> **Problem details**:
Could you copy every line of the data that contains the word "basic"?

> **Data section**:
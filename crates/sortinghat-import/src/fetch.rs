//! Document retrieval for import backends.

use crate::error::{Error, Result};

/// Read the document at `location`: an `http(s)://` URL, a `file://` URL or
/// a plain path.
pub async fn fetch(location: &str) -> Result<String> {
  if location.starts_with("http://") || location.starts_with("https://") {
    let fetch_error = |source: reqwest::Error| Error::Fetch { location: location.to_owned(), source };
    let response = reqwest::get(location)
      .await
      .and_then(reqwest::Response::error_for_status)
      .map_err(fetch_error)?;
    return response.text().await.map_err(fetch_error);
  }

  let path = location.strip_prefix("file://").unwrap_or(location);
  tokio::fs::read_to_string(path)
    .await
    .map_err(|source| Error::Read { location: location.to_owned(), source })
}
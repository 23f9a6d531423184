//! Router tests over in-memory SQLite databases.

use argon2::{Argon2, PasswordHasher, password_hash::SaltString};
use axum::{
  body::Body,
  http::{Request, StatusCode, header},
};
use base64::Engine as _;
use base64::engine::general_purpose::STANDARD as B64;
use rand_core::OsRng;
use serde_json::{Value, json};
use sortinghat_core::tenancy::Tenant;
use sortinghat_store_sqlite::{SqliteStore, TenantRouter};
use tower::ServiceExt as _;

use crate::*;

async fn open_state() -> AppState<TenantRouter> {
  let store = SqliteStore::open_in_memory().await.unwrap();
  AppState::new(TenantRouter::new("default", store), AuthConfig::new(vec![], "sortinghat-tenant"))
}

async fn call(state: &AppState<TenantRouter>, method: &str, uri: &str, body: Option<Value>) -> (StatusCode, Value) {
  call_with(state, method, uri, body, vec![]).await
}

async fn call_with(
  state:   &AppState<TenantRouter>,
  method:  &str,
  uri:     &str,
  body:    Option<Value>,
  headers: Vec<(&str, String)>,
) -> (StatusCode, Value) {
  let mut builder = Request::builder().method(method).uri(uri);
  for (k, v) in headers {
    builder = builder.header(k, v);
  }
  let req = match body {
    Some(body) => builder
      .header(header::CONTENT_TYPE, "application/json")
      .body(Body::from(body.to_string()))
      .unwrap(),
    None => builder.body(Body::empty()).unwrap(),
  };
  let resp = api_router(state.clone()).oneshot(req).await.unwrap();
  let status = resp.status();
  let bytes = axum::body::to_bytes(resp.into_body(), usize::MAX).await.unwrap();
  let value = if bytes.is_empty() { Value::Null } else { serde_json::from_slice(&bytes).unwrap() };
  (status, value)
}

async fn jsmith(state: &AppState<TenantRouter>) -> String {
  let (status, body) = call(
    state,
    "POST",
    "/identities",
    Some(json!({
      "source": "scm",
      "email": "jsmith@example.com",
      "name": "John Smith",
      "username": "jsmith",
    })),
  )
  .await;
  assert_eq!(status, StatusCode::CREATED);
  body["uuid"].as_str().unwrap().to_owned()
}

// ── Identities ────────────────────────────────────────────────────────────────

#[tokio::test]
async fn add_identity_returns_the_hash() {
  let state = open_state().await;
  let (status, body) = call(
    &state,
    "POST",
    "/identities",
    Some(json!({ "source": "scm", "email": "jroe@example.com", "name": "Jane Roe", "username": "jrae" })),
  )
  .await;
  assert_eq!(status, StatusCode::CREATED);
  assert_eq!(body["uuid"], "eda9f62ad321b1fbe5f283cc05e2484516203117");
}

#[tokio::test]
async fn duplicate_identity_reports_the_existing_key() {
  let state = open_state().await;
  let uuid = jsmith(&state).await;
  let (status, body) = call(
    &state,
    "POST",
    "/identities",
    Some(json!({ "source": "scm", "email": "jsmith@example.com", "name": "John Smith", "username": "jsmith" })),
  )
  .await;
  assert_eq!(status, StatusCode::CONFLICT);
  assert_eq!(body["code"], 1003);
  assert_eq!(body["existing"], uuid.as_str());
}

#[tokio::test]
async fn empty_identity_is_a_bad_request() {
  let state = open_state().await;
  let (status, body) = call(&state, "POST", "/identities", Some(json!({ "source": "scm" }))).await;
  assert_eq!(status, StatusCode::BAD_REQUEST);
  assert_eq!(body["code"], 1001);
  assert!(body.get("existing").is_none());
}

#[tokio::test]
async fn move_and_delete_identity() {
  let state = open_state().await;
  let jsmith = jsmith(&state).await;
  let (_, body) = call(
    &state,
    "POST",
    "/identities",
    Some(json!({ "source": "git", "email": "jdoe@example.com" })),
  )
  .await;
  let jdoe = body["uuid"].as_str().unwrap().to_owned();

  let (status, body) = call(
    &state,
    "POST",
    &format!("/identities/{jdoe}/move"),
    Some(json!({ "to": jsmith })),
  )
  .await;
  assert_eq!(status, StatusCode::OK);
  assert_eq!(body["uuid"], jsmith.as_str());

  let (_, view) = call(&state, "GET", &format!("/individuals/{jsmith}"), None).await;
  assert_eq!(view["identities"].as_array().unwrap().len(), 2);

  let (status, body) = call(&state, "DELETE", &format!("/identities/{jdoe}"), None).await;
  assert_eq!(status, StatusCode::OK);
  assert_eq!(body["individual_deleted"], false);
}

// ── Individuals ───────────────────────────────────────────────────────────────

#[tokio::test]
async fn unknown_individual_is_404() {
  let state = open_state().await;
  let (status, body) = call(&state, "GET", "/individuals/nope", None).await;
  assert_eq!(status, StatusCode::NOT_FOUND);
  assert_eq!(body["code"], 1002);
}

#[tokio::test]
async fn lock_blocks_profile_updates() {
  let state = open_state().await;
  let uuid = jsmith(&state).await;

  let (status, _) = call(&state, "POST", &format!("/individuals/{uuid}/lock"), None).await;
  assert_eq!(status, StatusCode::OK);
  let (status, body) = call(
    &state,
    "PATCH",
    &format!("/individuals/{uuid}/profile"),
    Some(json!({ "gender": "male" })),
  )
  .await;
  assert_eq!(status, StatusCode::LOCKED);
  assert_eq!(body["code"], 1004);

  call(&state, "POST", &format!("/individuals/{uuid}/unlock"), None).await;
  let (status, view) = call(
    &state,
    "PATCH",
    &format!("/individuals/{uuid}/profile"),
    Some(json!({ "gender": "male", "country_code": "US" })),
  )
  .await;
  assert_eq!(status, StatusCode::OK);
  assert_eq!(view["profile"]["gender_acc"], 100);
  assert_eq!(view["profile"]["country"]["alpha3"], "USA");
}

#[tokio::test]
async fn enroll_withdraw_and_list() {
  let state = open_state().await;
  let uuid = jsmith(&state).await;
  let (status, _) = call(&state, "POST", "/organizations", Some(json!({ "name": "Example" }))).await;
  assert_eq!(status, StatusCode::CREATED);

  let (status, _) = call(
    &state,
    "POST",
    &format!("/individuals/{uuid}/enroll"),
    Some(json!({ "group": "Example", "from_date": "2010-01-01T00:00:00Z", "to_date": "2020-01-01T00:00:00Z" })),
  )
  .await;
  assert_eq!(status, StatusCode::OK);

  let (status, body) = call(
    &state,
    "POST",
    &format!("/individuals/{uuid}/enroll"),
    Some(json!({ "group": "Example", "from_date": "2012-01-01T00:00:00Z", "to_date": "2014-01-01T00:00:00Z" })),
  )
  .await;
  assert_eq!(status, StatusCode::CONFLICT);
  assert_eq!(body["code"], 1005);

  let (_, page) = call(&state, "GET", "/individuals?enrolled_in=Example&page_size=10", None).await;
  assert_eq!(page["total"], 1);
  assert_eq!(page["page_size"], 10);
  assert_eq!(page["entities"][0]["mk"], uuid.as_str());

  let (status, _) = call(
    &state,
    "POST",
    &format!("/individuals/{uuid}/withdraw"),
    Some(json!({ "group": "Example" })),
  )
  .await;
  assert_eq!(status, StatusCode::OK);
  let (_, page) = call(&state, "GET", "/individuals?enrolled_in=Example", None).await;
  assert_eq!(page["total"], 0);
}

#[tokio::test]
async fn merge_then_unmerge() {
  let state = open_state().await;
  let jsmith = jsmith(&state).await;
  let (_, body) = call(
    &state,
    "POST",
    "/identities",
    Some(json!({ "source": "git", "email": "jsmith@example.org" })),
  )
  .await;
  let other = body["uuid"].as_str().unwrap().to_owned();

  let (status, body) = call(
    &state,
    "POST",
    "/individuals/merge",
    Some(json!({ "from_uuids": [other], "to_uuid": jsmith })),
  )
  .await;
  assert_eq!(status, StatusCode::OK);
  assert_eq!(body["uuid"], jsmith.as_str());

  let (status, body) = call(&state, "POST", "/individuals/unmerge", Some(json!({ "uuids": [other] }))).await;
  assert_eq!(status, StatusCode::OK);
  assert_eq!(body["uuids"], json!([other]));
}

#[tokio::test]
async fn affiliate_uses_email_domains() {
  let state = open_state().await;
  let uuid = jsmith(&state).await;
  call(&state, "POST", "/organizations", Some(json!({ "name": "Example" }))).await;
  let (status, _) = call(
    &state,
    "POST",
    "/organizations/Example/domains",
    Some(json!({ "domain": "example.com" })),
  )
  .await;
  assert_eq!(status, StatusCode::CREATED);

  let (status, body) = call(&state, "POST", "/individuals/affiliate", Some(json!({}))).await;
  assert_eq!(status, StatusCode::OK);
  assert_eq!(body["affiliated"][&uuid], json!(["Example"]));
}

// ── Organizations ─────────────────────────────────────────────────────────────

#[tokio::test]
async fn organization_lifecycle() {
  let state = open_state().await;
  call(&state, "POST", "/organizations", Some(json!({ "name": "Example" }))).await;
  call(&state, "POST", "/organizations/Example/aliases", Some(json!({ "alias": "Example Inc." }))).await;
  call(&state, "POST", "/organizations/Example/teams", Some(json!({ "name": "Core" }))).await;
  let (status, _) = call(
    &state,
    "POST",
    "/organizations/Example/teams",
    Some(json!({ "name": "Storage", "parent": "Core" })),
  )
  .await;
  assert_eq!(status, StatusCode::CREATED);

  let (_, org) = call(&state, "GET", "/organizations/Example", None).await;
  assert_eq!(org["aliases"], json!(["Example Inc."]));
  assert_eq!(org["teams"], json!(["Core", "Storage"]));

  let (_, page) = call(&state, "GET", "/organizations?term=Inc", None).await;
  assert_eq!(page["total"], 1);

  let (status, _) = call(&state, "DELETE", "/organizations/Example/teams/Core", None).await;
  assert_eq!(status, StatusCode::OK);
  let (status, _) = call(&state, "DELETE", "/aliases/Example%20Inc.", None).await;
  assert_eq!(status, StatusCode::OK);
  let (status, _) = call(&state, "DELETE", "/organizations/Example", None).await;
  assert_eq!(status, StatusCode::OK);
  let (status, _) = call(&state, "GET", "/organizations/Example", None).await;
  assert_eq!(status, StatusCode::NOT_FOUND);
}

#[tokio::test]
async fn countries_are_seeded() {
  let state = open_state().await;
  let (status, page) = call(&state, "GET", "/countries?code=es", None).await;
  assert_eq!(status, StatusCode::OK);
  assert_eq!(page["entities"][0]["name"], "Spain");
}

// ── Journal ───────────────────────────────────────────────────────────────────

#[tokio::test]
async fn journal_lists_transactions_and_operations() {
  let state = open_state().await;
  jsmith(&state).await;

  let (_, page) = call(&state, "GET", "/transactions?name=add_identity", None).await;
  assert_eq!(page["total"], 1);
  let tuid = page["entities"][0]["tuid"].as_str().unwrap().to_owned();

  let (status, ops) = call(&state, "GET", &format!("/transactions/{tuid}/operations"), None).await;
  assert_eq!(status, StatusCode::OK);
  assert_eq!(ops.as_array().unwrap().len(), 3);
}

// ── Auth & tenancy ────────────────────────────────────────────────────────────

fn basic(user: &str, pass: &str) -> String { format!("Basic {}", B64.encode(format!("{user}:{pass}"))) }

async fn secured_state() -> AppState<TenantRouter> {
  let salt = SaltString::generate(&mut OsRng);
  let hash = Argon2::default()
    .hash_password(b"secret", &salt)
    .unwrap()
    .to_string();
  let store = SqliteStore::open_in_memory().await.unwrap();
  AppState::new(
    TenantRouter::new("default", store),
    AuthConfig::new(
      vec![Credential { username: "user".to_string(), password_hash: hash }],
      "sortinghat-tenant",
    ),
  )
}

#[tokio::test]
async fn credentials_are_required_when_configured() {
  let state = secured_state().await;
  let (status, body) = call(&state, "GET", "/individuals", None).await;
  assert_eq!(status, StatusCode::UNAUTHORIZED);
  assert_eq!(body["error"], "unauthorized");

  let (status, _) = call_with(
    &state,
    "GET",
    "/individuals",
    None,
    vec![("authorization", basic("user", "secret"))],
  )
  .await;
  assert_eq!(status, StatusCode::OK);
}

#[tokio::test]
async fn tenant_header_selects_the_database() {
  let state = secured_state().await;
  state.tenancy.register("acme", SqliteStore::open_in_memory().await.unwrap()).await;
  state
    .tenancy
    .default_store()
    .add_tenant(Tenant { user: "user".into(), header: "acme".into(), database: "acme".into() })
    .await
    .unwrap();

  let auth = ("authorization", basic("user", "secret"));
  let acme = ("sortinghat-tenant", "acme".to_owned());
  let (status, _) = call_with(
    &state,
    "POST",
    "/organizations",
    Some(json!({ "name": "Acme" })),
    vec![auth.clone(), acme.clone()],
  )
  .await;
  assert_eq!(status, StatusCode::CREATED);

  let (_, in_acme) = call_with(&state, "GET", "/organizations", None, vec![auth.clone(), acme]).await;
  assert_eq!(in_acme["total"], 1);
  let (_, in_default) = call_with(&state, "GET", "/organizations", None, vec![auth.clone()]).await;
  assert_eq!(in_default["total"], 0);

  // Unmapped header values fall back to the default database.
  let other = ("sortinghat-tenant", "other".to_owned());
  let (_, fallback) = call_with(&state, "GET", "/organizations", None, vec![auth, other]).await;
  assert_eq!(fallback["total"], 0);

  let (_, trxs) = call_with(
    &state,
    "GET",
    "/transactions",
    None,
    vec![("authorization", basic("user", "secret")), ("sortinghat-tenant", "acme".to_owned())],
  )
  .await;
  assert_eq!(trxs["entities"][0]["authored_by"], "user");
  assert_eq!(trxs["entities"][0]["tenant"], "acme");
}
use thiserror::Error;

#[derive(Debug, Error)]
pub enum Error {
  #[error(transparent)]
  Core(#[from] sortinghat_core::Error),

  #[error("unknown import backend {0:?}")]
  UnknownBackend(String),

  #[error("backend {backend} does not accept parameter {param:?}")]
  UnknownParam {
    backend: &'static str,
    param:   String,
  },

  #[error("invalid value {value:?} for parameter {param}")]
  InvalidParam { param: String, value: String },

  #[error("unable to read {location}: {source}")]
  Read {
    location: String,
    #[source]
    source:   std::io::Error,
  },

  #[error("unable to fetch {location}: {source}")]
  Fetch {
    location: String,
    #[source]
    source:   reqwest::Error,
  },
}

pub type Result<T, E = Error> = std::result::Result<T, E>;

impl From<Error> for sortinghat_core::Error {
  fn from(e: Error) -> Self {
    match e {
      Error::Core(e) => e,
      Error::UnknownBackend(_) | Error::UnknownParam { .. } | Error::InvalidParam { .. } => {
        Self::InvalidValue(e.to_string())
      }
      Error::Read { ref location, .. } | Error::Fetch { ref location, .. } => Self::LoadError {
        record: location.clone(),
        cause:  e.to_string(),
      },
    }
  }
}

> **Answer to this problem**:
fn basic(user: &str, pass: &str) -> String { format!("Basic {}", B64.encode(format!("{user}:{pass}"))) }
    vec![("authorization", basic("user", "secret"))],
  let auth = ("authorization", basic("user", "secret"));
    vec![("authorization", basic("user", "secret")), ("sortinghat-tenant", "acme".to_owned())],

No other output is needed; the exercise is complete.